2\. The fact that you are dabbling might actually be a good thing i.e. the
explore-exploit dilemma.

------
pier25
Just determine the reason why you're working on these ideas.

Is it for fun? Education? Money?

You should be able to determine which of these ideas are more aligned with
your end goal.

------
poletopole
Over the years I've come to realize that the answers to your question is like
asking what the meaning of life is, it's very subjective. So instead of giving
you practical advice like "Write an essay on why not to make and idea." (which
is actually really effective by the way when done right), I will give you some
indirect advice:

1\. Know the difference between reasoning and logic. Reasoning is like telling
a story whereas logic is more like writing an axiomatic proof. Don't give in
to reason, only logic will help you find the right answer. I call reasoning
"scheming" when it's done in the context that the person doing it believes
they are thinking logically but are just fooling themselves.

2\. Shut the hell up! Stop your inner narrative in your life keeping you stuck
in life and just observe the world around you. I find it helpful when I’m
_doing_ something and not making progress to _not-do_ what I’m doing—it’s
quite magical and isn’t what it sounds like. What I mean is you assume an
indifferent mental state which frees up your brain's resources to take notice
and inventory of details you and others missed about a problem.

3\. Follow the path with heart! Is there a splinter in your mind but can't
quite put your finger on it? Don't expect to find your life's purpose
instantly, it takes time. The best advice I can give you is pursue what makes
you the most curious, not what will make the most money. This is because
things you are curious about take less energy to think and learn about.

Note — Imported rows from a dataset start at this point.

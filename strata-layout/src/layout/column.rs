use rustc_hash::FxHashSet;

use crate::descriptor::{CellSchema, ColumnDesc};
use crate::id::ColumnId;
use crate::name::{is_valid_alias, is_valid_layout_name};
use crate::schema::{validate_cell_schema, SchemaRegistry};
use strata_result::{Error, Result};

/// Concrete layout of a column inside a group-type family.
#[derive(Clone, Debug)]
pub struct ColumnLayout {
    desc: ColumnDesc,
    names: FxHashSet<String>,
    id: ColumnId,
    family: String,
}

impl ColumnLayout {
    /// The normalized descriptor for this column.
    pub fn desc(&self) -> &ColumnDesc {
        &self.desc
    }

    /// The primary name of the column.
    pub fn name(&self) -> &str {
        &self.desc.name
    }

    /// The primary name and aliases of the column.
    pub fn names(&self) -> &FxHashSet<String> {
        &self.names
    }

    /// The short ID assigned to this column.
    pub fn id(&self) -> ColumnId {
        self.id
    }

    /// The schema of the cells in this column.
    pub fn column_schema(&self) -> &CellSchema {
        &self.desc.column_schema
    }

    /// Primary name of the group-type family this column belongs to.
    pub fn family(&self) -> &str {
        &self.family
    }
}

/// Column being compiled; frozen by the family builder once every sibling
/// has an ID.
pub(super) struct PendingColumn {
    desc: ColumnDesc,
    names: FxHashSet<String>,
    id: Option<ColumnId>,
}

impl PendingColumn {
    /// Compiles one column descriptor, reconciling it with the matching
    /// column of the prior family when there is one.
    pub(super) fn build(
        family: &str,
        mut desc: ColumnDesc,
        reference: Option<&ColumnLayout>,
        registry: &dyn SchemaRegistry,
    ) -> Result<Self> {
        let mut names = FxHashSet::default();
        names.insert(desc.name.clone());
        names.extend(desc.aliases.iter().cloned());

        if !is_valid_layout_name(&desc.name) {
            return Err(Error::InvalidLayout(format!(
                "Invalid column name: '{}'.",
                desc.name
            )));
        }
        for name in &names {
            if !is_valid_alias(name) {
                return Err(Error::InvalidLayout(format!(
                    "Invalid column alias: '{name}'."
                )));
            }
        }

        let mut id = (desc.id > 0).then(|| ColumnId::new(desc.id));

        if let Some(reference) = reference {
            if let Some(id) = id {
                if id != reference.id() {
                    return Err(Error::InvalidLayout(format!(
                        "Descriptor for column '{}:{}' has ID {} but prior ID is {}.",
                        family,
                        desc.name,
                        id,
                        reference.id()
                    )));
                }
            }
            id = Some(reference.id());
            desc.id = reference.id().value();

            if desc.column_schema.storage != reference.desc.column_schema.storage {
                return Err(Error::InvalidLayout(format!(
                    "Invalid layout update for column '{}:{}' from cell storage {} to {}.",
                    family, desc.name, reference.desc.column_schema.storage,
                    desc.column_schema.storage
                )));
            }
        }

        validate_cell_schema(&desc.column_schema, registry)?;

        Ok(Self { desc, names, id })
    }

    pub(super) fn name(&self) -> &str {
        &self.desc.name
    }

    pub(super) fn names(&self) -> &FxHashSet<String> {
        &self.names
    }

    pub(super) fn id(&self) -> Option<ColumnId> {
        self.id
    }

    /// Binds the allocator-chosen ID, recording it in the descriptor.
    pub(super) fn assign_id(&mut self, id: ColumnId) {
        debug_assert!(self.id.is_none());
        self.id = Some(id);
        self.desc.id = id.value();
    }

    pub(super) fn freeze(self, family: &str) -> Result<ColumnLayout> {
        let id = self.id.ok_or_else(|| {
            Error::Internal(format!("column '{}' has no ID at freeze", self.desc.name))
        })?;
        Ok(ColumnLayout {
            desc: self.desc,
            names: self.names,
            id,
            family: family.to_string(),
        })
    }
}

4\. Be compassionate, not passionate. What I mean by that is don't pursue
"ideas" but pursue what makes you happy and others happy; be a buddha and end
the cycle of suffering. All that matters in this world is happiness. If making
money like Warren Buffett does makes you truly happy (but not for the money
itself) then become a stock investor first, programmer second--you see what
I'm saying? Too many programmers have paralysis when it comes to side project
ideas because what they enjoy most is programming and they are already
programmers, so shouldn't you be happy by now ;)

5\. Be patient! Don't try to think of an idea, rather find a problem (which
could just be a tedious task you do often) as a consumer, not a programmer,
that really bothers you. Then, rather than make a complete product at first,
do experiments first not by building a product but testing assumptions or
hypotheses, doing a trial, and draw conclusions from what you learned. Over
time, all those experiments will result in _learning_ which is the modus
operandi of business.

6\. Do your homework! Spend a good year at least researching all you can about
the problem you are solving (unless you're just making a metoo app) and why it
isn't solved yet, because you may find out for example the problem is
intentional which means it can't be fixed, it is corrupt by design. You may
discover a simpler way of solving the problem that incumbents were too fancy
to notice. Treat your problem like it's a real conspiracy which forces you to
think differently about the problem than others; rather than just being an
engineering challenge, it becomes web of even deeper problems, and you may
just find that your problem is just the tip of the iceberg.